Task inputs:
use crate::lexicon::Lexicon;
use crate::text::{any_word_in_text, normalize};
use crate::verdict::CertificationStrength;
use serde::Serialize;

#[derive(Debug, Clone, PartialEq, Eq, Serialize)]
pub struct CertificationSignal {
    pub strength: CertificationStrength,
    pub certifier: Option<String>,
    pub region: Option<String>,
}

impl CertificationSignal {
    pub fn none() -> Self {
        Self {
            strength: CertificationStrength::None,
            certifier: None,
            region: None,
        }
    }

    /// Named certifier, generic "halal certified" claim or a certification phrase.
    pub fn is_strong(&self) -> bool {
        matches!(
            self.strength,
            CertificationStrength::High | CertificationStrength::Medium
        )
    }

    pub fn is_weak(&self) -> bool {
        self.strength == CertificationStrength::Weak
    }
}

impl Default for CertificationSignal {
    fn default() -> Self {
        Self::none()
    }
}

/// Strongest halal certification claim present in `text`.
pub fn halal_signal(text: &str, lexicon: &Lexicon) -> CertificationSignal {
    let text = normalize(text);
    let registry = &lexicon.certifiers;

    if let Some(certifier) = registry
        .strong_certifiers
        .iter()
        .find(|c| any_word_in_text(&text, &c.terms))
    {
        return CertificationSignal {
            strength: CertificationStrength::High,
            certifier: Some(certifier.full_name.clone()),
            region: Some(certifier.region.clone()),
        };
    }

    if any_word_in_text(&text, &registry.generic_strong_terms) {
        return CertificationSignal {
            strength: CertificationStrength::High,
            certifier: Some("Generic halal certification".to_string()),
            region: None,
        };
    }

    if any_word_in_text(&text, &registry.certification_phrases) {
        return CertificationSignal {
            strength: CertificationStrength::Medium,
            certifier: Some("Certification phrase detected".to_string()),
            region: None,
        };
    }

    if any_word_in_text(&text, &registry.weak_signals) {
        return CertificationSignal {
            strength: CertificationStrength::Weak,
            certifier: None,
            region: None,
        };
    }

    CertificationSignal::none()
}

pub fn is_strong_kosher_signal(text: &str, lexicon: &Lexicon) -> bool {
    any_word_in_text(text, &lexicon.kosher.strong_certification)
}

#[cfg(test)]
mod tests {
    use super::*;

    fn signal(text: &str) -> CertificationSignal {
        halal_signal(text, Lexicon::global())
    }

    #[test]
    fn test_named_certifiers() {
        let jakim = signal("Gelatin (JAKIM Halal)");
        assert_eq!(jakim.strength, CertificationStrength::High);
        assert!(jakim.certifier.unwrap().contains("Malaysia"));
        assert_eq!(jakim.region.as_deref(), Some("malaysia"));

        for text in ["muis halal", "mui certified", "ifanca", "hmc approved", "sanha"] {
            assert_eq!(signal(text).strength, CertificationStrength::High, "{}", text);
        }
    }

    #[test]
    fn test_generic_and_phrases() {
        let generic = signal("Halal certified gelatin");
        assert_eq!(generic.strength, CertificationStrength::High);
        assert_eq!(generic.certifier.as_deref(), Some("Generic halal certification"));

        let phrase = signal("100% halal");
        assert_eq!(phrase.strength, CertificationStrength::Medium);
        assert!(phrase.is_strong());
    }

    #[test]
    fn test_weak_and_none() {
        let weak = signal("halal");
        assert_eq!(weak.strength, CertificationStrength::Weak);
        assert!(weak.is_weak());
        assert!(!weak.is_strong());

        assert_eq!(signal("sugar").strength, CertificationStrength::None);
        assert_eq!(signal(""), CertificationSignal::none());
    }

    #[test]
    fn test_kosher_signal() {
        let lexicon = Lexicon::global();
        assert!(is_strong_kosher_signal("OU Kosher gelatin", lexicon));
        assert!(is_strong_kosher_signal("Star-K certified", lexicon));
        assert!(!is_strong_kosher_signal("kosher style pickles", lexicon));
        assert!(!is_strong_kosher_signal("flour", lexicon));
    }
}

Task prompt: Each line of the material must be copied exactly.

Expected answer:
use crate::lexicon::Lexicon;
use crate::text::{any_word_in_text, normalize};
use crate::verdict::CertificationStrength;
use serde::Serialize;

#[derive(Debug, Clone, PartialEq, Eq, Serialize)]
pub struct CertificationSignal {
    pub strength: CertificationStrength,
    pub certifier: Option<String>,
    pub region: Option<String>,
}

impl CertificationSignal {
    pub fn none() -> Self {
        Self {
            strength: CertificationStrength::None,
            certifier: None,
            region: None,
        }
    }

    /// Named certifier, generic "halal certified" claim or a certification phrase.
    pub fn is_strong(&self) -> bool {
        matches!(
            self.strength,
            CertificationStrength::High | CertificationStrength::Medium
        )
    }

    pub fn is_weak(&self) -> bool {
        self.strength == CertificationStrength::Weak
    }
}

impl Default for CertificationSignal {
    fn default() -> Self {
        Self::none()
    }
}

/// Strongest halal certification claim present in `text`.
pub fn halal_signal(text: &str, lexicon: &Lexicon) -> CertificationSignal {
    let text = normalize(text);
    let registry = &lexicon.certifiers;

    if let Some(certifier) = registry
        .strong_certifiers
        .iter()
        .find(|c| any_word_in_text(&text, &c.terms))
    {
        return CertificationSignal {
            strength: CertificationStrength::High,
            certifier: Some(certifier.full_name.clone()),
            region: Some(certifier.region.clone()),
        };
    }

    if any_word_in_text(&text, &registry.generic_strong_terms) {
        return CertificationSignal {
            strength: CertificationStrength::High,
            certifier: Some("Generic halal certification".to_string()),
            region: None,
        };
    }

    if any_word_in_text(&text, &registry.certification_phrases) {
        return CertificationSignal {
            strength: CertificationStrength::Medium,
            certifier: Some("Certification phrase detected".to_string()),
            region: None,
        };
    }

    if any_word_in_text(&text, &registry.weak_signals) {
        return CertificationSignal {
            strength: CertificationStrength::Weak,
            certifier: None,
            region: None,
        };
    }

    CertificationSignal::none()
}

pub fn is_strong_kosher_signal(text: &str, lexicon: &Lexicon) -> bool {
    any_word_in_text(text, &lexicon.kosher.strong_certification)
}

#[cfg(test)]
mod tests {
    use super::*;

    fn signal(text: &str) -> CertificationSignal {
        halal_signal(text, Lexicon::global())
    }

    #[test]
    fn test_named_certifiers() {
        let jakim = signal("Gelatin (JAKIM Halal)");
        assert_eq!(jakim.strength, CertificationStrength::High);
        assert!(jakim.certifier.unwrap().contains("Malaysia"));
        assert_eq!(jakim.region.as_deref(), Some("malaysia"));

        for text in ["muis halal", "mui certified", "ifanca", "hmc approved", "sanha"] {
            assert_eq!(signal(text).strength, CertificationStrength::High, "{}", text);
        }
    }

    #[test]
    fn test_generic_and_phrases() {
        let generic = signal("Halal certified gelatin");
        assert_eq!(generic.strength, CertificationStrength::High);
        assert_eq!(generic.certifier.as_deref(), Some("Generic halal certification"));

        let phrase = signal("100% halal");
        assert_eq!(phrase.strength, CertificationStrength::Medium);
        assert!(phrase.is_strong());
    }

    #[test]
    fn test_weak_and_none() {
        let weak = signal("halal");
        assert_eq!(weak.strength, CertificationStrength::Weak);
        assert!(weak.is_weak());
        assert!(!weak.is_strong());

        assert_eq!(signal("sugar").strength, CertificationStrength::None);
        assert_eq!(signal(""), CertificationSignal::none());
    }

    #[test]
    fn test_kosher_signal() {
        let lexicon = Lexicon::global();
        assert!(is_strong_kosher_signal("OU Kosher gelatin", lexicon));
        assert!(is_strong_kosher_signal("Star-K certified", lexicon));
        assert!(!is_strong_kosher_signal("kosher style pickles", lexicon));
        assert!(!is_strong_kosher_signal("flour", lexicon));
    }
}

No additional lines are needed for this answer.